┌─ Information given

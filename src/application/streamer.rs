//! Streaming process manager: one tool process per client response.

use bytes::Bytes;
use futures::StreamExt;
use std::future::Future;
use std::io;
use std::path::PathBuf;
use std::sync::Arc;
use std::time::Duration;
use tokio::io::{AsyncBufReadExt, BufReader};
use tokio::process::{Child, ChildStderr, ChildStdout};
use tokio::sync::{OwnedSemaphorePermit, Semaphore};
use tokio_util::io::ReaderStream;
use tracing::{debug, error, info, warn};

use super::resolver::CatalogResolver;
use crate::config::RelayConfig;
use crate::domain::arguments::build_arguments;
use crate::domain::framing::{frame, FramedHeaders};
use crate::domain::{QualityRequest, RelayError, RelayResult, VideoId};
use crate::ports::sink::OutboundSink;
use crate::ports::tool::ToolRunner;

/// Largest chunk read from the pipe before it is handed to the sink.
const CHUNK_SIZE: usize = 64 * 1024;

#[derive(Clone, Debug)]
pub struct StreamSettings {
    pub max_concurrent_streams: usize,
    pub admission_timeout: Duration,
    pub kill_grace: Duration,
    pub ffmpeg_location: Option<PathBuf>,
}

impl From<&RelayConfig> for StreamSettings {
    fn from(config: &RelayConfig) -> Self {
        Self {
            max_concurrent_streams: config.max_concurrent_streams,
            admission_timeout: config.admission_timeout,
            kill_grace: config.kill_grace,
            ffmpeg_location: config.tools.ffmpeg_path.clone(),
        }
    }
}

#[derive(Debug, Clone, Copy, PartialEq, Eq)]
pub enum StreamOutcome {
    Completed { bytes_sent: u64 },
    /// The client left; the process has been terminated.
    Cancelled { bytes_sent: u64 },
}

#[derive(Debug, Clone, Copy, PartialEq, Eq)]
pub enum JobState {
    Spawned,
    Streaming,
    Finished,
    Cancelled,
    Failed,
}

pub struct StreamService<T> {
    runner: Arc<T>,
    resolver: CatalogResolver<T>,
    gate: Arc<Semaphore>,
    settings: StreamSettings,
}

/// Runs `fut` unless the client goes away first.
async fn unless_closed<S, F>(sink: &S, fut: F) -> Option<F::Output>
where
    S: OutboundSink,
    F: Future,
{
    tokio::select! {
        out = fut => Some(out),
        _ = sink.closed() => None,
    }
}

impl<T: ToolRunner> StreamService<T> {
    pub fn new(runner: Arc<T>, settings: StreamSettings) -> Self {
        Self {
            resolver: CatalogResolver::new(runner.clone()),
            gate: Arc::new(Semaphore::new(settings.max_concurrent_streams.max(1))),
            runner,
            settings,
        }
    }

    /// Transcode slots currently free.
    pub fn available_slots(&self) -> usize {
        self.gate.available_permits()
    }

    async fn admit(&self) -> RelayResult<OwnedSemaphorePermit> {
        match tokio::time::timeout(
            self.settings.admission_timeout,
            self.gate.clone().acquire_owned(),
        )
        .await
        {
            Ok(Ok(permit)) => Ok(permit),
            Ok(Err(_)) | Err(_) => Err(RelayError::Overloaded),
        }
    }

    /// Streams one download into `sink`.
    ///
    /// Errors returned before any header was committed leave the sink
    /// untouched, so the caller can still answer with a JSON error.
    pub async fn stream<S: OutboundSink>(
        &self,
        video: &VideoId,
        quality: QualityRequest,
        sink: S,
    ) -> RelayResult<StreamOutcome> {
        let not_started = StreamOutcome::Cancelled { bytes_sent: 0 };

        let Some(permit) = unless_closed(&sink, self.admit()).await else {
            return Ok(not_started);
        };
        let permit = permit.map_err(|e| {
            warn!(video = %video, "no transcode slot available");
            e
        })?;

        let Some(title) = unless_closed(&sink, self.resolver.resolve_title(video)).await else {
            return Ok(not_started);
        };
        let headers = frame(&title?, &quality);

        let args = build_arguments(video, &quality, self.settings.ffmpeg_location.as_deref());
        debug!(video = %video, args = ?args.as_slice(), "spawning tool");
        let child = self.runner.spawn_stream(args.as_slice()).map_err(|e| {
            error!(video = %video, error = %e, "failed to start tool");
            RelayError::transcode(format!("could not start the tool: {}", e))
        })?;

        let mut job = StreamJob::start(
            video.clone(),
            quality,
            child,
            sink,
            permit,
            self.settings.kill_grace,
        )?;
        let result = job.relay(headers).await;

        match &result {
            Ok(StreamOutcome::Completed { bytes_sent }) => {
                info!(video = %video, bytes_sent, "stream completed")
            }
            Ok(StreamOutcome::Cancelled { bytes_sent }) => {
                info!(video = %video, bytes_sent, "client went away, tool terminated")
            }
            Err(e) => error!(video = %video, state = ?job.state(), error = %e, "stream failed"),
        }
        result
    }
}

/// The live pairing of one tool process with one client response.
///
/// The process is never left running once the job is gone: every exit from
/// `relay` terminates and reaps it, and `Drop` kills whatever is left.
pub struct StreamJob<S> {
    video: VideoId,
    quality: QualityRequest,
    child: Option<Child>,
    stdout: Option<ReaderStream<ChildStdout>>,
    sink: S,
    state: JobState,
    bytes_sent: u64,
    kill_grace: Duration,
    _permit: OwnedSemaphorePermit,
}

enum Step {
    Chunk(Bytes),
    Eof,
    ReadFailed(io::Error),
    ClientGone,
}

impl<S: OutboundSink> StreamJob<S> {
    fn start(
        video: VideoId,
        quality: QualityRequest,
        mut child: Child,
        sink: S,
        permit: OwnedSemaphorePermit,
        kill_grace: Duration,
    ) -> RelayResult<Self> {
        let Some(stdout) = child.stdout.take() else {
            let _ = child.start_kill();
            return Err(RelayError::transcode("tool stdout is not piped"));
        };
        if let Some(stderr) = child.stderr.take() {
            tokio::spawn(log_diagnostics(video.clone(), stderr));
        }

        Ok(Self {
            video,
            quality,
            child: Some(child),
            stdout: Some(ReaderStream::with_capacity(stdout, CHUNK_SIZE)),
            sink,
            state: JobState::Spawned,
            bytes_sent: 0,
            kill_grace,
            _permit: permit,
        })
    }

    pub fn state(&self) -> JobState {
        self.state
    }

    /// Forwards stdout to the sink until EOF, failure or cancellation.
    ///
    /// Headers go out with the first chunk, so a tool that dies before
    /// writing anything still yields a reportable `TranscodeFailed`.
    async fn relay(&mut self, headers: FramedHeaders) -> RelayResult<StreamOutcome> {
        let mut headers = Some(headers);

        loop {
            let step = match self.stdout.as_mut() {
                None => Step::Eof,
                Some(stdout) => tokio::select! {
                    chunk = stdout.next() => match chunk {
                        Some(Ok(chunk)) => Step::Chunk(chunk),
                        Some(Err(e)) => Step::ReadFailed(e),
                        None => Step::Eof,
                    },
                    _ = self.sink.closed() => Step::ClientGone,
                },
            };

            match step {
                Step::Chunk(chunk) => {
                    if let Some(headers) = headers.take() {
                        debug!(video = %self.video, filename = %headers.filename, "committing headers");
                        if self.sink.commit(headers).is_err() {
                            return Ok(self.cancel().await);
                        }
                        self.state = JobState::Streaming;
                    }
                    let len = chunk.len() as u64;
                    if self.sink.write(chunk).await.is_err() {
                        return Ok(self.cancel().await);
                    }
                    self.bytes_sent += len;
                }
                Step::ReadFailed(e) => {
                    let committed = headers.is_none();
                    return self
                        .fail(committed, format!("reading tool output: {}", e))
                        .await;
                }
                Step::ClientGone => return Ok(self.cancel().await),
                Step::Eof => break,
            }
        }
        self.stdout = None;

        let exit = match self.child.as_mut() {
            None => return Err(RelayError::transcode("tool process already released")),
            Some(child) => tokio::select! {
                status = child.wait() => Some(status),
                _ = self.sink.closed() => None,
            },
        };
        let Some(status) = exit else {
            return Ok(self.cancel().await);
        };
        // reaped
        self.child = None;

        let committed = headers.is_none();
        match status {
            Ok(status) if status.success() => {
                if let Some(headers) = headers.take() {
                    // clean exit without output still gets a framed, empty body
                    if self.sink.commit(headers).is_err() {
                        self.state = JobState::Cancelled;
                        return Ok(StreamOutcome::Cancelled { bytes_sent: 0 });
                    }
                }
                self.state = JobState::Finished;
                debug!(video = %self.video, quality = ?self.quality, "tool exited cleanly");
                Ok(StreamOutcome::Completed {
                    bytes_sent: self.bytes_sent,
                })
            }
            Ok(status) => self.fail(committed, format!("tool exited with {}", status)).await,
            Err(e) => self.fail(committed, format!("waiting for tool: {}", e)).await,
        }
    }

    async fn fail(&mut self, committed: bool, message: String) -> RelayResult<StreamOutcome> {
        self.state = JobState::Failed;
        self.terminate().await;
        if committed {
            // headers are out, the only signal left is a truncated body
            self.sink.abort(message.clone()).await;
            Err(RelayError::StreamInterrupted {
                message,
                bytes_sent: self.bytes_sent,
            })
        } else {
            Err(RelayError::transcode(message))
        }
    }

    async fn cancel(&mut self) -> StreamOutcome {
        self.state = JobState::Cancelled;
        self.terminate().await;
        StreamOutcome::Cancelled {
            bytes_sent: self.bytes_sent,
        }
    }

    /// Closes our end of the pipe and sends SIGTERM to the tool's process
    /// group, then kills the group if the tool outlives the grace period.
    async fn terminate(&mut self) {
        self.stdout = None;
        let Some(mut child) = self.child.take() else {
            return;
        };
        let pid = child.id();
        if let Some(pid) = pid {
            signal_group(pid, GroupSignal::Terminate);
        }
        match tokio::time::timeout(self.kill_grace, child.wait()).await {
            Ok(Ok(status)) => debug!(video = %self.video, %status, "tool exited after SIGTERM"),
            Ok(Err(e)) => warn!(video = %self.video, error = %e, "could not wait for tool"),
            Err(_) => {
                debug!(video = %self.video, "grace period elapsed, killing tool");
                if let Some(pid) = pid {
                    signal_group(pid, GroupSignal::Kill);
                }
                if let Err(e) = child.kill().await {
                    warn!(video = %self.video, error = %e, "failed to kill tool");
                }
            }
        }
        if let Some(pid) = pid {
            // helpers that ignored SIGTERM outlive the leader
            signal_group(pid, GroupSignal::Kill);
        }
    }
}

impl<S> Drop for StreamJob<S> {
    fn drop(&mut self) {
        if let Some(child) = self.child.as_mut() {
            // relay future dropped mid-flight, e.g. on shutdown
            if let Some(pid) = child.id() {
                signal_group(pid, GroupSignal::Kill);
            }
            let _ = child.start_kill();
            warn!(video = %self.video, "stream job dropped with tool running, killed");
        }
    }
}

#[derive(Debug, Clone, Copy)]
enum GroupSignal {
    Terminate,
    Kill,
}

/// Signals every process in the group led by `pid`.
#[cfg(unix)]
fn signal_group(pid: u32, signal: GroupSignal) {
    use nix::errno::Errno;
    use nix::sys::signal::{killpg, Signal};
    use nix::unistd::Pid;

    let Ok(raw) = i32::try_from(pid) else {
        return;
    };
    let signal = match signal {
        GroupSignal::Terminate => Signal::SIGTERM,
        GroupSignal::Kill => Signal::SIGKILL,
    };
    match killpg(Pid::from_raw(raw), signal) {
        Ok(()) | Err(Errno::ESRCH) => {}
        Err(e) => warn!(pid, ?signal, error = %e, "failed to signal tool process group"),
    }
}

#[cfg(not(unix))]
fn signal_group(_pid: u32, _signal: GroupSignal) {}

/// Tool diagnostics go to the log only.
async fn log_diagnostics(video: VideoId, stderr: ChildStderr) {
    let mut lines = BufReader::new(stderr).lines();
    while let Ok(Some(line)) = lines.next_line().await {
        if line.starts_with("ERROR") {
            warn!(video = %video, "yt-dlp: {}", line);
        } else {
            debug!(video = %video, "yt-dlp: {}", line);
        }
    }
}
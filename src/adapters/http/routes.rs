use axum::extract::{Path, Query, State};
use axum::response::Response;
use axum::routing::get;
use axum::{Json, Router};
use serde::Deserialize;
use serde_json::json;
use std::path::Path as FsPath;
use std::sync::Arc;
use tower_http::cors::{Any, CorsLayer};
use tower_http::services::{ServeDir, ServeFile};
use tower_http::trace::TraceLayer;
use tracing::debug;

use super::sink;
use crate::application::resolver::CatalogResolver;
use crate::application::streamer::{StreamService, StreamSettings};
use crate::config::RelayConfig;
use crate::domain::{QualityRequest, RelayResult, VideoId};
use crate::ports::details::VideoDetailsSource;
use crate::ports::tool::ToolRunner;

/// Shared, read-only state behind every route.
pub struct AppState<T> {
    pub resolver: CatalogResolver<T>,
    pub streamer: Arc<StreamService<T>>,
    pub details: Option<Arc<dyn VideoDetailsSource>>,
}

impl<T: ToolRunner> AppState<T> {
    pub fn new(runner: Arc<T>, config: &RelayConfig) -> Self {
        Self {
            resolver: CatalogResolver::new(runner.clone()),
            streamer: Arc::new(StreamService::new(runner, StreamSettings::from(config))),
            details: None,
        }
    }

    pub fn with_details(mut self, source: Arc<dyn VideoDetailsSource>) -> Self {
        self.details = Some(source);
        self
    }
}

#[derive(Debug, Deserialize)]
pub struct StreamParams {
    pub format: Option<String>,
    #[serde(rename = "type")]
    pub kind: Option<String>,
}

async fn health() -> Json<serde_json::Value> {
    Json(json!({ "status": "ok" }))
}

async fn formats<T: ToolRunner + 'static>(
    State(state): State<Arc<AppState<T>>>,
    Path(video_id): Path<String>,
) -> RelayResult<Json<serde_json::Value>> {
    let video = VideoId::parse(&video_id)?;
    let info = state.resolver.resolve_catalog(&video).await?;
    Ok(Json(json!({ "success": true, "formats": info })))
}

async fn details(
    State(source): State<Arc<dyn VideoDetailsSource>>,
    Path(video_id): Path<String>,
) -> RelayResult<Json<serde_json::Value>> {
    let video = VideoId::parse(&video_id)?;
    let details = source.video_details(&video).await?;
    Ok(Json(json!({ "success": true, "details": details })))
}

async fn stream<T: ToolRunner + 'static>(
    State(state): State<Arc<AppState<T>>>,
    Path(video_id): Path<String>,
    Query(params): Query<StreamParams>,
) -> RelayResult<Response> {
    let video = VideoId::parse(&video_id)?;
    let quality = QualityRequest::from_tokens(params.kind.as_deref(), params.format.as_deref())?;
    debug!(video = %video, ?quality, "stream requested");

    let (sink, pending) = sink::channel();
    let streamer = state.streamer.clone();
    let job = tokio::spawn(async move { streamer.stream(&video, quality, sink).await });
    pending.resolve(job).await
}

pub fn router<T: ToolRunner + 'static>(state: Arc<AppState<T>>, static_dir: Option<&FsPath>) -> Router {
    let cors = CorsLayer::new()
        .allow_origin(Any)
        .allow_methods(Any)
        .allow_headers(Any);

    let details_source = state.details.clone();
    let mut app = Router::new()
        .route("/api/health", get(health))
        .route("/api/formats/:video_id", get(formats::<T>))
        .route("/api/stream/:video_id", get(stream::<T>))
        .with_state(state);
    // only served when a catalog API key is configured
    if let Some(source) = details_source {
        app = app.merge(
            Router::new()
                .route("/api/details/:video_id", get(details))
                .with_state(source),
        );
    }

    if let Some(dir) = static_dir {
        // single-page app: unknown paths get index.html
        let spa = ServeDir::new(dir).not_found_service(ServeFile::new(dir.join("index.html")));
        app = app.fallback_service(spa);
    }

    app.layer(cors).layer(TraceLayer::new_for_http())
}
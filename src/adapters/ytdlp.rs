//! Real `ToolRunner` backed by the yt-dlp binary.

use async_trait::async_trait;
use std::io;
use std::process::{Output, Stdio};
use std::time::Duration;
use tokio::process::{Child, Command};
use tracing::debug;

use crate::config::ToolLocator;
use crate::ports::tool::ToolRunner;

#[derive(Clone, Debug)]
pub struct YtDlpRunner {
    locator: ToolLocator,
    query_timeout: Duration,
}

impl YtDlpRunner {
    pub fn new(locator: ToolLocator, query_timeout: Duration) -> Self {
        Self {
            locator,
            query_timeout,
        }
    }

    pub fn locator(&self) -> &ToolLocator {
        &self.locator
    }

    fn command(&self) -> Command {
        let mut command = Command::new(&self.locator.tool_path);
        command
            .stdin(Stdio::null())
            .stdout(Stdio::piped())
            .stderr(Stdio::piped())
            .kill_on_drop(true);
        command
    }

    /// Runs to completion; past the timeout the child is killed with the future.
    async fn run_query(&self, mut command: Command) -> io::Result<Output> {
        match tokio::time::timeout(self.query_timeout, command.output()).await {
            Ok(output) => output,
            Err(_) => Err(io::Error::new(
                io::ErrorKind::TimedOut,
                format!("query timed out after {}s", self.query_timeout.as_secs()),
            )),
        }
    }
}

#[async_trait]
impl ToolRunner for YtDlpRunner {
    async fn dump_metadata(&self, url: &str) -> io::Result<Output> {
        let mut command = self.command();
        command.arg("-j").arg("--no-playlist").arg(url);
        debug!(url, "dumping metadata");
        self.run_query(command).await
    }

    async fn query_title(&self, url: &str) -> io::Result<Output> {
        let mut command = self.command();
        command
            .arg("--get-filename")
            .arg("-o")
            .arg("%(title)s")
            .arg("--no-playlist")
            .arg(url);
        debug!(url, "querying title");
        self.run_query(command).await
    }

    fn spawn_stream(&self, args: &[String]) -> io::Result<Child> {
        let mut command = self.command();
        command.args(args);
        // leader of its own group, so ffmpeg children can be signalled with it
        #[cfg(unix)]
        command.process_group(0);
        command.spawn()
    }
}
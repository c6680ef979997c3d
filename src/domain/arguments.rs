//! Translates a request into the tool's argument vector.

use std::path::Path;

use super::quality::{MediaKind, QualityRequest};
use super::video_id::VideoId;

/// Arguments for one streaming invocation of the tool, program name excluded.
#[derive(Debug, Clone, PartialEq, Eq)]
pub struct ArgumentVector(Vec<String>);

impl ArgumentVector {
    pub fn as_slice(&self) -> &[String] {
        &self.0
    }

    pub fn into_inner(self) -> Vec<String> {
        self.0
    }

    /// Value following `flag`, if present.
    pub fn value_of(&self, flag: &str) -> Option<&str> {
        self.0
            .iter()
            .position(|arg| arg == flag)
            .and_then(|i| self.0.get(i + 1))
            .map(String::as_str)
    }
}

/// Selector for the best video no taller than `height` plus the best audio,
/// falling back to a single pre-muxed stream under the same ceiling.
pub fn video_selector(height: u32) -> String {
    format!(
        "bestvideo[height<={h}]+bestaudio/best[height<={h}]",
        h = height
    )
}

/// Pure: identical inputs always yield identical vectors.
pub fn build_arguments(
    video: &VideoId,
    quality: &QualityRequest,
    ffmpeg_location: Option<&Path>,
) -> ArgumentVector {
    let mut args: Vec<String> = vec![
        video.watch_url(),
        "-o".into(),
        "-".into(),
        "--no-playlist".into(),
        "--no-progress".into(),
    ];

    if let Some(location) = ffmpeg_location {
        args.push("--ffmpeg-location".into());
        args.push(location.to_string_lossy().into_owned());
    }

    match quality.kind {
        MediaKind::Audio => {
            args.extend([
                "-x".into(),
                "--audio-format".into(),
                "mp3".into(),
                "--audio-quality".into(),
                format!("{}K", quality.target),
            ]);
        }
        MediaKind::Video => {
            args.extend([
                "-f".into(),
                video_selector(quality.target),
                "--merge-output-format".into(),
                "mp4".into(),
            ]);
        }
    }

    ArgumentVector(args)
}
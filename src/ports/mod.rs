//! Ports - Trait definitions at the edges of the relay.

pub mod details;
pub mod sink;
pub mod tool;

└─

### What is expected
Lines that contain "every" are the result; find them in the entries above and copy each one.

### Solution to this task
/// The process is never left running once the job is gone: every exit from
/// Signals every process in the group led by `pid`.
/// Shared, read-only state behind every route.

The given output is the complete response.